### Required work
What is the number of lines in the data below that hold the word "into"? Give nothing beyond that number.

====== Materials provided ======

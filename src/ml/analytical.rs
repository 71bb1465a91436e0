// ============================================================
// Layer 5: Closed-form Baselines
// ============================================================
// Transforms fitted without gradient descent, from the train split
// stacked into X (sources) and Y (targets), both [n, d_model]:
//
//   mean_difference    t = mean(Y) − mean(X)
//   least_squares_map  W = (XᵀX + εI)⁻¹ XᵀY        (Cholesky solve)
//   procrustes         R = U Vᵀ where XcᵀYc = U Σ Vᵀ,  t = mean(Y) − mean(X) R
//
// All maps use the row-vector convention y = x M. The SVD form of
// Procrustes needs no inverse, so it also holds when the train
// split has fewer pairs than dimensions.
//
// Reference: Schönemann (1966), orthogonal Procrustes problem

use anyhow::{anyhow, bail, Result};
use nalgebra::{DMatrix, DVector};

use crate::data::dataset::EmbeddingPair;
use crate::ml::linalg::{column_mean, polar_factor};

pub const DEFAULT_RIDGE: f64 = 1e-6;

/// Stack the pairs into (X, Y).
pub fn stack_pairs(pairs: &[EmbeddingPair]) -> Result<(DMatrix<f64>, DMatrix<f64>)> {
    let Some(first) = pairs.first() else {
        bail!("cannot fit a baseline on zero pairs");
    };
    let d = first.d_model();
    if let Some((i, p)) = pairs.iter().enumerate().find(|(_, p)| p.source.len() != d || p.target.len() != d) {
        bail!("pair {i} has width {}/{}, expected {d}", p.source.len(), p.target.len());
    }
    let x = DMatrix::from_row_iterator(pairs.len(), d, pairs.iter().flat_map(|p| p.source.iter().map(|&v| f64::from(v))));
    let y = DMatrix::from_row_iterator(pairs.len(), d, pairs.iter().flat_map(|p| p.target.iter().map(|&v| f64::from(v))));
    Ok((x, y))
}

pub fn mean_difference(pairs: &[EmbeddingPair]) -> Result<DVector<f64>> {
    let (x, y) = stack_pairs(pairs)?;
    Ok(column_mean(&y)? - column_mean(&x)?)
}

pub fn least_squares_map(pairs: &[EmbeddingPair], ridge: f64) -> Result<DMatrix<f64>> {
    let (x, y) = stack_pairs(pairs)?;
    let d = x.ncols();
    let gram = x.transpose() * &x + DMatrix::<f64>::identity(d, d) * ridge;
    let cholesky = gram
        .cholesky()
        .ok_or_else(|| anyhow!("XᵀX + {ridge}·I is not positive definite; raise the ridge"))?;
    Ok(cholesky.solve(&(x.transpose() * &y)))
}

/// Best orthogonal map between the centred clouds, plus the translation
/// that maps the source mean onto the target mean.
pub fn procrustes(pairs: &[EmbeddingPair]) -> Result<(DMatrix<f64>, DVector<f64>)> {
    let (x, y) = stack_pairs(pairs)?;
    let (mx, my) = (column_mean(&x)?, column_mean(&y)?);
    let xc = center(&x, &mx);
    let yc = center(&y, &my);

    let rotation = polar_factor(&(xc.transpose() * &yc))?;
    let translation = &my - (mx.transpose() * &rotation).transpose();
    Ok((rotation, translation))
}

fn center(m: &DMatrix<f64>, mean: &DVector<f64>) -> DMatrix<f64> {
    DMatrix::from_fn(m.nrows(), m.ncols(), |i, j| m[(i, j)] - mean[j])
}

#[cfg(test)]
mod tests {
    use super::*;
    use crate::domain::word_pair::WordPair;
    use crate::ml::linalg::orthogonality_error;
    use rand::{rngs::StdRng, Rng, SeedableRng};

    fn embedding_pair(i: usize, x: &[f64], y: &[f64]) -> EmbeddingPair {
        EmbeddingPair {
            pair:      WordPair::new(format!("s{i}"), format!("t{i}")),
            source_id: i as u32,
            target_id: i as u32,
            source:    x.iter().map(|&v| v as f32).collect(),
            target:    y.iter().map(|&v| v as f32).collect(),
        }
    }

    fn pairs_from(f: impl Fn(&DVector<f64>) -> DVector<f64>, n: usize) -> Vec<EmbeddingPair> {
        let mut rng = StdRng::seed_from_u64(17);
        (0..n)
            .map(|i| {
                let x = DVector::from_fn(3, |_, _| rng.gen_range(-1.0..1.0));
                embedding_pair(i, x.as_slice(), f(&x).as_slice())
            })
            .collect()
    }

    fn assert_close(a: &[f64], b: &[f64], tol: f64) {
        for (x, y) in a.iter().zip(b) {
            assert!((x - y).abs() < tol, "{x} vs {y}");
        }
    }

    #[test]
    fn test_mean_difference_recovers_shift() {
        let shift = DVector::from_vec(vec![0.5, -1.0, 2.0]);
        let pairs = pairs_from(|x| x + &shift, 30);
        let t = mean_difference(&pairs).unwrap();
        assert_close(t.as_slice(), shift.as_slice(), 1e-5);
    }

    #[test]
    fn test_least_squares_recovers_linear_map() {
        let w = DMatrix::from_row_slice(3, 3, &[1.0, 2.0, 0.0, 0.0, 1.0, -1.0, 0.5, 0.0, 3.0]);
        let pairs = pairs_from(|x| (x.transpose() * &w).transpose(), 40);
        let fitted = least_squares_map(&pairs, 1e-9).unwrap();
        assert!((fitted - w).amax() < 1e-3);
    }

    #[test]
    fn test_procrustes_recovers_rotation_and_translation() {
        let (s, c) = (0.6f64, 0.8f64);
        let r = DMatrix::from_row_slice(3, 3, &[c, -s, 0.0, s, c, 0.0, 0.0, 0.0, 1.0]);
        let t = DVector::from_vec(vec![1.0, 0.0, -0.5]);
        let pairs = pairs_from(|x| (x.transpose() * &r).transpose() + &t, 40);

        let (rotation, translation) = procrustes(&pairs).unwrap();
        assert!((rotation - r).amax() < 1e-4);
        assert_close(translation.as_slice(), t.as_slice(), 1e-4);
    }

    #[test]
    fn test_procrustes_with_fewer_pairs_than_dimensions() {
        // 3 pairs in 5 dims: XcᵀYc has rank 2, but a cyclic shift of the
        // coordinates maps every source exactly onto its target
        let sources = [
            [1.0, 0.2, -0.5, 0.0, 0.3],
            [0.0, 1.0, 0.4, -0.2, 0.1],
            [-0.3, 0.1, 1.0, 0.6, -0.4],
        ];
        let pairs: Vec<EmbeddingPair> = sources
            .iter()
            .enumerate()
            .map(|(i, x)| {
                let y: Vec<f64> = (0..5).map(|j| x[(j + 4) % 5]).collect();
                embedding_pair(i, x, &y)
            })
            .collect();

        let (rotation, translation) = procrustes(&pairs).unwrap();
        assert!(orthogonality_error(&rotation) < 1e-8);
        for p in &pairs {
            let x = DVector::from_iterator(5, p.source.iter().map(|&v| f64::from(v)));
            let mapped = (x.transpose() * &rotation).transpose() + &translation;
            let target: Vec<f64> = p.target.iter().map(|&v| f64::from(v)).collect();
            assert_close(mapped.as_slice(), &target, 1e-5);
        }
    }

    #[test]
    fn test_empty_input_is_an_error() {
        assert!(mean_difference(&[]).is_err());
        assert!(least_squares_map(&[], DEFAULT_RIDGE).is_err());
        assert!(procrustes(&[]).is_err());
    }
}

======

### Response box
2